Analyzing proteome-wide structure prediction databases on one side and large-scale MD simulations on the other side is a very challenging task. To ensure that Lahuta is capable of being used in such scenarios, we have designed it to be scalable and resource-efficient.

Support for Molecular Dynamics (MD) Simulations

Lahuta provides support for MD simulations by relying on MDAnalysis for reading and writing structures and trajectories. The way this is done is that the entry point to Lahuta can be triggered by passing an MDAnalysis.AtomGroup object to the Luni class. This is demonstrated in the following example:

Example - Using Lahuta with MDAnalysis

The following code snippet shows how to use Lahuta with MDAnalysis.

import MDAnalysis as mda
from lahuta import Luni

u = mda.Universe("path/to/file.pdb") # (1)!
luni = Luni(u.atoms) # (2)!

ns = luni.compute_neighbors(
    radius=4.5,
    res_dif=2,
)

print (ns.pairs)

  1. The MDAnalysis.Universe class is used to load the PDB file.
  2. The Luni class is initialized by passing an MDAnalysis.AtomGroup object to it.

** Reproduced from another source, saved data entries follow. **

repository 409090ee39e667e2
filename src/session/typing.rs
//! Typing indicators
//!
//! [`TypingSet`] tracks remote peers flagged as typing. Entries expire on
//! their own if no `typing=false` arrives, so a peer that disconnects while
//! typing does not stay flagged forever.
//!
//! [`TypingCoalescer`] turns local keystrokes into at most one `typing=true`
//! per burst and a `typing=false` once input goes quiet.

use super::timer::Debouncer;
use serde::Serialize;
use std::time::Duration;
use tokio::time::Instant;

/// Slack added to the typing debounce before an indicator lapses
pub const TYPING_GRACE: Duration = Duration::from_millis(500);

/// A remote peer currently typing
#[derive(Debug, Clone, PartialEq, Eq, Serialize)]
#[serde(rename_all = "camelCase")]
pub struct TypingUser {
    pub user_id: String,
    /// Username from the frame, or the user id when none was sent
    pub display_name: String,
}

impl TypingUser {
    pub fn new(user_id: impl Into<String>, username: Option<String>) -> Self {
        let user_id = user_id.into();
        let display_name = username
            .filter(|name| !name.trim().is_empty())
            .unwrap_or_else(|| user_id.clone());
        Self {
            user_id,
            display_name,
        }
    }
}

#[derive(Debug, Clone)]
struct TypingEntry {
    user: TypingUser,
    expires_at: Instant,
}

/// Remote peers flagged as typing, in the order they started
#[derive(Debug, Clone)]
pub struct TypingSet {
    entries: Vec<TypingEntry>,
    ttl: Duration,
}

impl TypingSet {
    pub fn new(ttl: Duration) -> Self {
        Self {
            entries: Vec::new(),
            ttl,
        }
    }

    pub fn ttl(&self) -> Duration {
        self.ttl
    }

    /// Flag a user as typing, refreshing the expiry of an existing entry.
    /// Returns whether the visible set changed.
    pub fn insert(&mut self, user: TypingUser, now: Instant) -> bool {
        let expires_at = now + self.ttl;
        match self
            .entries
            .iter_mut()
            .find(|e| e.user.user_id == user.user_id)
        {
            Some(entry) => {
                entry.expires_at = expires_at;
                if entry.user != user {
                    entry.user = user;
                    true
                } else {
                    false
                }
            }
            None => {
                self.entries.push(TypingEntry { user, expires_at });
                true
            }
        }
    }

    pub fn remove(&mut self, user_id: &str) -> bool {
        let before = self.entries.len();
        self.entries.retain(|e| e.user.user_id != user_id);
        self.entries.len() != before
    }

    /// Drop entries whose expiry has passed; returns their user ids
    pub fn prune(&mut self, now: Instant) -> Vec<String> {
        let mut expired = Vec::new();
        self.entries.retain(|e| {
            if e.expires_at <= now {
                expired.push(e.user.user_id.clone());
                false
            } else {
                true
            }
        });
        expired
    }

    /// Earliest pending expiry
    pub fn next_expiry(&self) -> Option<Instant> {
        self.entries.iter().map(|e| e.expires_at).min()
    }

    pub fn contains(&self, user_id: &str) -> bool {
        self.entries.iter().any(|e| e.user.user_id == user_id)
    }

    pub fn users(&self) -> Vec<TypingUser> {
        self.entries.iter().map(|e| e.user.clone()).collect()
    }

    pub fn len(&self) -> usize {
        self.entries.len()
    }

    pub fn is_empty(&self) -> bool {
        self.entries.is_empty()
    }

    /// Returns whether anything was removed
    pub fn clear(&mut self) -> bool {
        let had_entries = !self.entries.is_empty();
        self.entries.clear();
        had_entries
    }
}

/// Debounces local typing activity
#[derive(Debug)]
pub struct TypingCoalescer {
    active: bool,
    idle: Debouncer,
}

impl TypingCoalescer {
    /// `debounce` is the configured typing debounce; the inactivity timeout
    /// adds [`TYPING_GRACE`] on top
    pub fn new(debounce: Duration) -> Self {
        Self {
            active: false,
            idle: Debouncer::new(debounce + TYPING_GRACE),
        }
    }

    pub fn is_active(&self) -> bool {
        self.active
    }

    pub fn idle_timeout(&self) -> Duration {
        self.idle.delay()
    }

    /// Record a change of the local input.
    /// Returns `Some(true)` when `typing=true` should be sent now.
    ///
    /// Any change restarts the inactivity timer while the flag is set,
    /// including clearing the input; blank input never sets the flag.
    pub fn input_changed(&mut self, content: &str) -> Option<bool> {
        if content.trim().is_empty() {
            if self.active {
                self.idle.trigger();
            }
            return None;
        }
        self.idle.trigger();
        if self.active {
            None
        } else {
            self.active = true;
            Some(true)
        }
    }

    /// Resolve when input has been quiet for the idle timeout; returns
    /// whether the flag was set, i.e. whether `typing=false` should be sent
    pub async fn expired(&mut self) -> bool {
        self.idle.fired().await;
        std::mem::replace(&mut self.active, false)
    }

    /// Stop immediately; returns whether `typing=false` should be sent
    pub fn stop(&mut self) -> bool {
        self.idle.cancel();
        std::mem::replace(&mut self.active, false)
    }
}

#[cfg(test)]
mod tests {
    use super::*;
    use tokio::time::timeout;

    #[test]
    fn test_display_name_falls_back_to_user_id() {
        assert_eq!(TypingUser::new("u1", None).display_name, "u1");
        assert_eq!(
            TypingUser::new("u1", Some(" ".to_string())).display_name,
            "u1"
        );
        assert_eq!(
            TypingUser::new("u1", Some("Ana".to_string())).display_name,
            "Ana"
        );
    }

    #[test]
    fn test_typing_set_add_refresh_remove() {
        let mut set = TypingSet::new(Duration::from_millis(1500));
        let now = Instant::now();

        assert!(set.insert(TypingUser::new("bob", None), now));
        assert!(!set.insert(
            TypingUser::new("bob", None),
            now + Duration::from_millis(200)
        ));
        assert_eq!(
            set.next_expiry(),
            Some(now + Duration::from_millis(1700))
        );
        assert!(set.insert(TypingUser::new("bob", Some("Bob".to_string())), now));
        assert_eq!(set.users()[0].display_name, "Bob");

        assert!(set.remove("bob"));
        assert!(!set.remove("bob"));
        assert!(set.is_empty());
    }

    #[test]
    fn test_typing_set_prune() {
        let mut set = TypingSet::new(Duration::from_millis(1000));
        let now = Instant::now();
        set.insert(TypingUser::new("a", None), now);
        set.insert(
            TypingUser::new("b", None),
            now + Duration::from_millis(500),
        );

        assert!(set.prune(now + Duration::from_millis(999)).is_empty());
        assert_eq!(set.prune(now + Duration::from_millis(1000)), vec!["a"]);
        assert!(set.contains("b"));
        assert_eq!(set.next_expiry(), Some(now + Duration::from_millis(1500)));
    }

    #[tokio::test(start_paused = true)]
    async fn test_coalescer_emits_once_per_burst() {
        let mut typing = TypingCoalescer::new(Duration::from_millis(1000));
        assert_eq!(typing.input_changed("h"), Some(true));
        assert_eq!(typing.input_changed("he"), None);
        assert_eq!(typing.input_changed("hel"), None);
        assert!(typing.is_active());
    }

    #[tokio::test(start_paused = true)]
    async fn test_coalescer_ignores_blank_input() {
        let mut typing = TypingCoalescer::new(Duration::from_millis(1000));
        assert_eq!(typing.input_changed("   "), None);
        assert!(!typing.is_active());
        assert!(timeout(Duration::from_secs(5), typing.expired())
            .await
            .is_err());
    }

    #[tokio::test(start_paused = true)]
    async fn test_coalescer_goes_idle_after_debounce_plus_grace() {
        let mut typing = TypingCoalescer::new(Duration::from_millis(1000));
        let start = Instant::now();
        typing.input_changed("h");
        tokio::time::sleep(Duration::from_millis(1000)).await;
        typing.input_changed("hi");

        assert!(typing.expired().await);
        assert_eq!(start.elapsed(), Duration::from_millis(2500));
        assert!(!typing.is_active());
        assert_eq!(typing.input_changed("hi!"), Some(true));
    }

    #[tokio::test(start_paused = true)]
    async fn test_clearing_input_restarts_idle_timer() {
        let mut typing = TypingCoalescer::new(Duration::from_millis(1000));
        let start = Instant::now();
        assert_eq!(typing.input_changed("h"), Some(true));
        tokio::time::sleep(Duration::from_millis(1000)).await;
        assert_eq!(typing.input_changed(""), None);
        assert!(typing.is_active());

        assert!(typing.expired().await);
        assert_eq!(start.elapsed(), Duration::from_millis(2500));
    }

    #[tokio::test(start_paused = true)]
    async fn test_coalescer_stop() {
        let mut typing = TypingCoalescer::new(Duration::from_millis(1000));
        assert!(!typing.stop());
        typing.input_changed("x");
        assert!(typing.stop());
        assert!(timeout(Duration::from_secs(5), typing.expired())
            .await
            .is_err());
    }
}
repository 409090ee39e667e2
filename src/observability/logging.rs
//! Structured logging using the tracing crate
//!
//! Provides contextual, machine-readable logging with span macros for
//! session and connection operations.
//!
//! ## Log Format Options
//!
//! The output format is controlled by the `LOG_FORMAT` environment variable:
//!
//! - `json` - Structured JSON format for log aggregation systems
//! - `pretty` - Human-readable format with colors and indentation
//! - `compact` - Terminal-friendly format with colors but minimal spacing
//!
//! ## Environment Variables
//!
//! - `LOG_LEVEL`: Log level (ERROR, WARN, INFO, DEBUG, TRACE) - defaults to INFO
//! - `LOG_FORMAT`: Output format (json, pretty, compact) - defaults to json
//! - `LOG_SPANS`: Include span events (true/false) - defaults to false
//! - `RUST_LOG`: Override log filtering (follows env_logger format)
//!
//! ## Examples
//!
//! ```bash
//! # JSON logging
//! LOG_FORMAT=json LOG_LEVEL=INFO rds-chat run --config chat.toml
//!
//! # Frame-level detail while debugging a connection
//! LOG_FORMAT=compact LOG_LEVEL=DEBUG rds-chat run --config chat.toml
//! ```

use std::env;
use tracing::Level;
use tracing_subscriber::fmt::format::FmtSpan;
use tracing_subscriber::{fmt, prelude::*, EnvFilter};

/// Dependencies that are chatty at the session's own level
const NOISY_TARGETS: [&str; 3] = ["tokio_tungstenite=warn", "tungstenite=warn", "tokio=warn"];

/// Log output format options
#[derive(Debug, Clone, Copy, PartialEq, Eq)]
pub enum LogFormat {
    /// JSON format for structured logging (machine-readable)
    Json,
    /// Pretty format with colors and indentation (human-readable)
    Pretty,
    /// Compact format with colors but minimal spacing (terminal-friendly)
    Compact,
}

impl LogFormat {
    /// Parse log format from string, falling back to JSON
    pub fn parse(s: &str) -> Self {
        match s.to_lowercase().as_str() {
            "json" => LogFormat::Json,
            "pretty" => LogFormat::Pretty,
            "compact" => LogFormat::Compact,
            _ => LogFormat::Json,
        }
    }
}

/// Parse a `LOG_LEVEL` value, falling back to INFO
pub fn parse_level(s: &str) -> Level {
    match s.to_uppercase().as_str() {
        "ERROR" => Level::ERROR,
        "WARN" => Level::WARN,
        "INFO" => Level::INFO,
        "DEBUG" => Level::DEBUG,
        "TRACE" => Level::TRACE,
        _ => Level::INFO,
    }
}

/// Only the literal `true` (any case) turns span events on
pub fn parse_spans_flag(s: &str) -> bool {
    s.to_lowercase() == "true"
}

/// Filter for `level` with noisy dependencies turned down.
/// `RUST_LOG`, when set, replaces it entirely.
pub fn build_filter(level: Level) -> EnvFilter {
    if let Ok(rust_log) = env::var("RUST_LOG") {
        return EnvFilter::new(rust_log);
    }

    NOISY_TARGETS
        .iter()
        .filter_map(|directive| directive.parse().ok())
        .fold(EnvFilter::new(level.to_string()), |filter, directive| {
            filter.add_directive(directive)
        })
}

fn span_events(include_spans: bool) -> FmtSpan {
    if include_spans {
        FmtSpan::NEW | FmtSpan::CLOSE
    } else {
        FmtSpan::NONE
    }
}

/// Initialize logging with manual configuration.
/// Only the first call in a process installs a subscriber.
pub fn init_logging(level: Level, format: LogFormat, include_spans: bool) {
    let subscriber = tracing_subscriber::registry().with(build_filter(level));

    let installed = match format {
        LogFormat::Json => {
            let fmt_layer = fmt::layer()
                .json()
                .with_span_events(span_events(include_spans));
            subscriber.with(fmt_layer).try_init()
        }
        LogFormat::Pretty => {
            let fmt_layer = fmt::layer()
                .pretty()
                .with_ansi(true)
                .with_span_events(span_events(include_spans));
            subscriber.with(fmt_layer).try_init()
        }
        LogFormat::Compact => {
            let fmt_layer = fmt::layer()
                .compact()
                .with_ansi(true)
                .with_target(false)
                .with_span_events(span_events(include_spans));
            subscriber.with(fmt_layer).try_init()
        }
    };

    if let Err(e) = installed {
        tracing::debug!("Logging already initialized: {}", e);
    }
}

/// Initialize logging from environment variables
pub fn init_default_logging() {
    let level = parse_level(&env::var("LOG_LEVEL").unwrap_or_else(|_| "INFO".to_string()));
    let format = LogFormat::parse(&env::var("LOG_FORMAT").unwrap_or_else(|_| "json".to_string()));
    let include_spans =
        parse_spans_flag(&env::var("LOG_SPANS").unwrap_or_else(|_| "false".to_string()));

    init_logging(level, format, include_spans);
}

/// Create a span carrying the identity of a messaging session
#[macro_export]
macro_rules! session_span {
    ($($field:tt)*) => {
        tracing::info_span!("messaging_session", $($field)*)
    };
}

/// Create a span for a single connection attempt
#[macro_export]
macro_rules! connection_span {
    ($($field:tt)*) => {
        tracing::debug_span!("connection", $($field)*)
    };
}

pub use {connection_span, session_span};
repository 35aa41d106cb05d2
//! Presentation of query responses: terminal text, JSON, and a CSV query log.

use anyhow::Result;
use chrono::{DateTime, Utc};
use csv::WriterBuilder;
use serde::Serialize;
use std::fmt::Write as _;
use std::fs::OpenOptions;
use std::path::Path;
use tracing::{debug, info};

use crate::analyzers::AggregationResult;
use crate::pipeline::{Reply, Response};
use crate::router::Intent;

/// Width of the longest bar in rendered charts.
const BAR_WIDTH: u64 = 40;

/// One row of the query log.
#[derive(Debug, Serialize)]
pub struct QueryRecord {
    pub timestamp: DateTime<Utc>,
    pub query: String,
    pub intent: Option<String>,
    pub status: String,
    pub summary: String,
    pub warnings: usize,
}

impl QueryRecord {
    pub fn from_response(query: &str, response: &Response) -> Self {
        let intent = match &response.reply {
            Reply::Answer { intent, .. } => Some(intent.to_string()),
            _ => None,
        };
        QueryRecord {
            timestamp: Utc::now(),
            query: query.to_string(),
            intent,
            status: response.reply.status().to_string(),
            summary: response.reply.transcript(),
            warnings: response.warnings.len(),
        }
    }
}

fn bar(count: u64, max: u64) -> String {
    if max == 0 {
        return String::new();
    }
    let len = (count * BAR_WIDTH).div_ceil(max);
    "#".repeat(len as usize)
}

fn render_rows(out: &mut String, header: (&str, &str), rows: &[(String, u64)]) {
    let max = rows.iter().map(|(_, n)| *n).max().unwrap_or(0);
    let _ = writeln!(out, "{:<12} {:>10}", header.0, header.1);
    for (label, count) in rows {
        let _ = writeln!(out, "{label:<12} {count:>10}  {}", bar(*count, max));
    }
}

/// Renders an aggregation result as plain text with an ASCII bar chart for
/// rankings. Errors are marked so they never read like empty data.
pub fn render_result(intent: Intent, result: &AggregationResult) -> String {
    let mut out = String::new();
    match result {
        AggregationResult::Count { value } => match intent {
            Intent::FilterByClass(class) => {
                let _ = writeln!(out, "{class} rides: {value}");
            }
            _ => {
                let _ = writeln!(out, "Total rides: {value}");
            }
        },
        AggregationResult::Scalar { value, unit } => {
            let _ = writeln!(out, "Average fare: {unit}{value:.2}");
        }
        AggregationResult::Ranking { entries } if entries.is_empty() => {
            let _ = writeln!(out, "No pickup locations in the data.");
        }
        AggregationResult::Ranking { entries } => {
            let rows: Vec<_> = entries
                .iter()
                .map(|(id, n)| (id.to_string(), *n))
                .collect();
            render_rows(&mut out, ("PULocationID", "rides"), &rows);
        }
        AggregationResult::GroupedRanking { entries } if entries.is_empty() => {
            let _ = writeln!(out, "No pickup times in the data.");
        }
        AggregationResult::GroupedRanking { entries } => {
            let rows: Vec<_> = entries
                .iter()
                .map(|(hour, n)| (format!("{hour:02}:00"), *n))
                .collect();
            render_rows(&mut out, ("hour", "rides"), &rows);
        }
        AggregationResult::Error { reason } => {
            let _ = writeln!(out, "[warning] cannot answer: {reason}");
        }
    }
    out
}

/// Renders a full response, warnings first.
pub fn render(response: &Response) -> String {
    let mut out = String::new();
    for warning in &response.warnings {
        let _ = writeln!(out, "[warning] {warning}");
    }

    match &response.reply {
        Reply::Answer { intent, result } => out.push_str(&render_result(*intent, result)),
        Reply::NoData | Reply::EmptyQuery | Reply::Unrecognized => {
            let _ = writeln!(out, "[warning] {}", response.reply.transcript());
        }
        Reply::Chat { content } => {
            let _ = writeln!(out, "{content}");
        }
        Reply::ChatUnavailable { content } => {
            let _ = writeln!(out, "[warning] {content}");
        }
    }
    out
}

/// Logs a response as pretty-printed JSON.
pub fn print_json(response: &Response) -> Result<()> {
    info!("{}", serde_json::to_string_pretty(response)?);
    Ok(())
}

/// Appends a [`QueryRecord`] as a row to a CSV file.
///
/// Creates the file with headers if it does not already exist.
pub fn append_record(path: &str, record: &QueryRecord) -> Result<()> {
    let file_exists = Path::new(path).exists();
    debug!(path, file_exists, "Appending query log record");

    let file = OpenOptions::new().append(true).create(true).open(path)?;

    let mut writer = WriterBuilder::new()
        .has_headers(!file_exists)
        .from_writer(file);

    writer.serialize(record)?;
    writer.flush()?;

    Ok(())
}

#[cfg(test)]
mod tests {
    use super::*;
    use crate::source::TaxiClass;
    use std::env;
    use std::fs;

    fn temp_path(name: &str) -> String {
        format!("{}/{}", env::temp_dir().display(), name)
    }

    fn answer(result: AggregationResult) -> Response {
        Response {
            reply: Reply::Answer {
                intent: Intent::TotalRides,
                result,
            },
            warnings: vec![],
        }
    }

    #[test]
    fn test_zero_count_and_error_render_differently() {
        let zero = render(&answer(AggregationResult::count(0)));
        let error = render(&answer(AggregationResult::error("VendorID not found")));

        assert_eq!(zero, "Total rides: 0\n");
        assert!(error.starts_with("[warning]"));
        assert!(error.contains("VendorID not found"));
    }

    #[test]
    fn test_ranking_has_bars() {
        let text = render_result(
            Intent::TopPickupLocations,
            &AggregationResult::Ranking {
                entries: vec![(132, 10), (48, 5)],
            },
        );
        let lines: Vec<_> = text.lines().collect();
        assert_eq!(lines.len(), 3);
        assert!(lines[1].starts_with("132"));
        assert!(lines[1].ends_with(&"#".repeat(40)));
        assert!(lines[2].ends_with(&"#".repeat(20)));
    }

    #[test]
    fn test_empty_ranking_is_not_a_warning() {
        let text = render_result(
            Intent::TopPickupLocations,
            &AggregationResult::Ranking { entries: vec![] },
        );
        assert!(!text.contains("[warning]"));
    }

    #[test]
    fn test_hours_are_formatted() {
        let text = render_result(
            Intent::PeakHours,
            &AggregationResult::GroupedRanking {
                entries: vec![(7, 2)],
            },
        );
        assert!(text.contains("07:00"));
    }

    #[test]
    fn test_warnings_are_listed() {
        let response = Response {
            reply: Reply::NoData,
            warnings: vec!["source unavailable: /a.csv".into()],
        };
        let text = render(&response);
        assert!(text.starts_with("[warning] source unavailable: /a.csv\n"));
        assert!(text.contains("No trip data"));
    }

    #[test]
    fn test_class_count_is_labelled_by_class() {
        let response = Response {
            reply: Reply::Answer {
                intent: Intent::FilterByClass(TaxiClass::Yellow),
                result: AggregationResult::count(3),
            },
            warnings: vec![],
        };
        assert_eq!(render(&response), "yellow rides: 3\n");
    }

    #[test]
    fn test_json_payload_shape() {
        let response = answer(AggregationResult::count(3));
        print_json(&response).unwrap();

        let json = serde_json::to_value(&response).unwrap();
        assert_eq!(json["reply"]["status"], "answer");
        assert_eq!(json["reply"]["intent"]["intent"], "total_rides");
        assert_eq!(json["reply"]["result"]["kind"], "count");
        assert_eq!(json["reply"]["result"]["value"], 3);
        assert_eq!(json["warnings"], serde_json::json!([]));
    }

    #[test]
    fn test_append_record_writes_header_once() {
        let path = temp_path("taxi_query_test_log.csv");
        let _ = fs::remove_file(&path);

        let response = answer(AggregationResult::count(6));
        let record = QueryRecord::from_response("how many taxi rides", &response);
        append_record(&path, &record).unwrap();
        append_record(&path, &record).unwrap();

        let content = fs::read_to_string(&path).unwrap();
        let lines: Vec<_> = content.lines().collect();
        assert_eq!(lines.len(), 3);
        assert!(lines[0].starts_with("timestamp,query,intent,status"));
        assert!(lines[1].contains("total_rides,ok,6 rides"));

        fs::remove_file(&path).unwrap();
    }
}
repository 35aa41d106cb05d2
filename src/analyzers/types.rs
//! Result payloads produced by the aggregation engine.

use serde::Serialize;
use std::fmt;

/// Maximum number of entries in a ranking.
pub const TOP_N: usize = 5;

/// Outcome of one aggregation.
///
/// `Error` is a reported condition (usually a missing column) and is never
/// interchangeable with an empty or zero result.
#[derive(Debug, Clone, PartialEq, Serialize)]
#[serde(tag = "kind", rename_all = "snake_case")]
pub enum AggregationResult {
    Count { value: u64 },
    /// `(location id, rides)`, most rides first.
    Ranking { entries: Vec<(i64, u64)> },
    Scalar { value: f64, unit: String },
    /// `(hour of day, rides)`, busiest hour first.
    GroupedRanking { entries: Vec<(u32, u64)> },
    Error { reason: String },
}

impl AggregationResult {
    pub fn count(value: u64) -> Self {
        AggregationResult::Count { value }
    }

    pub fn error(reason: impl Into<String>) -> Self {
        AggregationResult::Error {
            reason: reason.into(),
        }
    }

    pub fn is_error(&self) -> bool {
        matches!(self, AggregationResult::Error { .. })
    }
}

impl fmt::Display for AggregationResult {
    /// One-line summary, used for the conversation transcript and query log.
    fn fmt(&self, f: &mut fmt::Formatter<'_>) -> fmt::Result {
        match self {
            AggregationResult::Count { value } => write!(f, "{value} rides"),
            AggregationResult::Ranking { entries } if entries.is_empty() => {
                f.write_str("no pickup locations")
            }
            AggregationResult::Ranking { entries } => {
                let parts: Vec<String> = entries
                    .iter()
                    .map(|(id, n)| format!("location {id}: {n}"))
                    .collect();
                f.write_str(&parts.join(", "))
            }
            AggregationResult::Scalar { value, unit } => write!(f, "{unit}{value:.2}"),
            AggregationResult::GroupedRanking { entries } if entries.is_empty() => {
                f.write_str("no pickup times")
            }
            AggregationResult::GroupedRanking { entries } => {
                let parts: Vec<String> = entries
                    .iter()
                    .map(|(hour, n)| format!("{hour:02}:00: {n}"))
                    .collect();
                f.write_str(&parts.join(", "))
            }
            AggregationResult::Error { reason } => write!(f, "error: {reason}"),
        }
    }
}

#[cfg(test)]
mod tests {
    use super::*;

    #[test]
    fn test_zero_and_error_are_distinct() {
        assert_ne!(AggregationResult::count(0), AggregationResult::error("x"));
        assert!(AggregationResult::error("x").is_error());
        assert!(!AggregationResult::count(0).is_error());
    }

    #[test]
    fn test_summary() {
        let scalar = AggregationResult::Scalar {
            value: 12.5,
            unit: "$".into(),
        };
        assert_eq!(scalar.to_string(), "$12.50");
        let hours = AggregationResult::GroupedRanking {
            entries: vec![(8, 3), (17, 2)],
        };
        assert_eq!(hours.to_string(), "08:00: 3, 17:00: 2");
    }

    #[test]
    fn test_json_is_tagged() {
        let json = serde_json::to_value(AggregationResult::count(6)).unwrap();
        assert_eq!(json, serde_json::json!({"kind": "count", "value": 6}));
    }
}
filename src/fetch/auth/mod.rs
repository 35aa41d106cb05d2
//! Credential-injecting [`HttpClient`](super::HttpClient) wrappers.

mod api_key;
mod url_param;

pub use api_key::ApiKey;
pub use url_param::UrlParam;
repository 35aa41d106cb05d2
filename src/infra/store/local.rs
use async_trait::async_trait;
use bytes::Bytes;
use std::io::ErrorKind;
use std::path::PathBuf;

use crate::error::StoreError;
use crate::services::file_store::{FileStore, join_path};

/// Files under a local directory. Store paths are resolved relative to
/// `root`, with any leading `/` ignored.
pub struct LocalStore {
    root: PathBuf,
}

impl LocalStore {
    pub fn new(root: impl Into<PathBuf>) -> Self {
        Self { root: root.into() }
    }

    fn resolve(&self, path: &str) -> PathBuf {
        self.root.join(path.trim_start_matches('/'))
    }
}

fn io_error(path: &str, err: std::io::Error) -> StoreError {
    match err.kind() {
        ErrorKind::NotFound => StoreError::NotFound(path.to_string()),
        _ => StoreError::Unreachable(format!("{path}: {err}")),
    }
}

#[async_trait]
impl FileStore for LocalStore {
    async fn list(&self, dir: &str) -> Result<Vec<String>, StoreError> {
        let mut entries = tokio::fs::read_dir(self.resolve(dir))
            .await
            .map_err(|e| io_error(dir, e))?;

        let mut names = Vec::new();
        while let Some(entry) = entries.next_entry().await.map_err(|e| io_error(dir, e))? {
            let is_file = entry
                .file_type()
                .await
                .map_err(|e| io_error(dir, e))?
                .is_file();
            if !is_file {
                continue;
            }
            if let Some(name) = entry.file_name().to_str() {
                names.push(name.to_string());
            }
        }

        // read_dir order is platform dependent.
        names.sort();
        Ok(names.iter().map(|name| join_path(dir, name)).collect())
    }

    async fn open_read(&self, path: &str) -> Result<Bytes, StoreError> {
        tokio::fs::read(self.resolve(path))
            .await
            .map(Bytes::from)
            .map_err(|e| io_error(path, e))
    }
}

#[cfg(test)]
mod tests {
    use super::*;
    use std::env;
    use std::fs;

    fn temp_root(name: &str) -> PathBuf {
        let dir = env::temp_dir().join(name);
        let _ = fs::remove_dir_all(&dir);
        fs::create_dir_all(dir.join("trips/nested")).unwrap();
        dir
    }

    #[tokio::test]
    async fn test_list_returns_sorted_files_only() {
        let root = temp_root("taxi_query_local_list");
        fs::write(root.join("trips/yellow.csv"), "a\n1\n").unwrap();
        fs::write(root.join("trips/green.csv"), "a\n1\n").unwrap();

        let store = LocalStore::new(&root);
        let files = store.list("/trips").await.unwrap();
        assert_eq!(files, vec!["/trips/green.csv", "/trips/yellow.csv"]);

        fs::remove_dir_all(&root).unwrap();
    }

    #[tokio::test]
    async fn test_open_read_missing_is_not_found() {
        let root = temp_root("taxi_query_local_missing");
        let store = LocalStore::new(&root);

        let err = store.open_read("trips/none.csv").await.unwrap_err();
        assert!(matches!(err, StoreError::NotFound(p) if p == "trips/none.csv"));

        fs::remove_dir_all(&root).unwrap();
    }

    #[tokio::test]
    async fn test_open_read_returns_contents() {
        let root = temp_root("taxi_query_local_read");
        fs::write(root.join("trips/fhv.csv"), "pickup_datetime\n").unwrap();

        let store = LocalStore::new(&root);
        let bytes = store.open_read("/trips/fhv.csv").await.unwrap();
        assert_eq!(bytes.as_ref(), b"pickup_datetime\n");

        fs::remove_dir_all(&root).unwrap();
    }
}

As you can see, the only difference is that we pass an MDAnalysis.AtomGroup object to the Luni class instead of a file path. This is the only change that is required to use Lahuta with MDAnalysis. If a trajectory is loaded to the MDAnalysis.Universe object, then it will be also available and used by Lahuta. In fact, Lahuta provides dedicated support for extracting contacts from MD trajectories.

Learn more

See the documentation on working with MD Simulation data for more information.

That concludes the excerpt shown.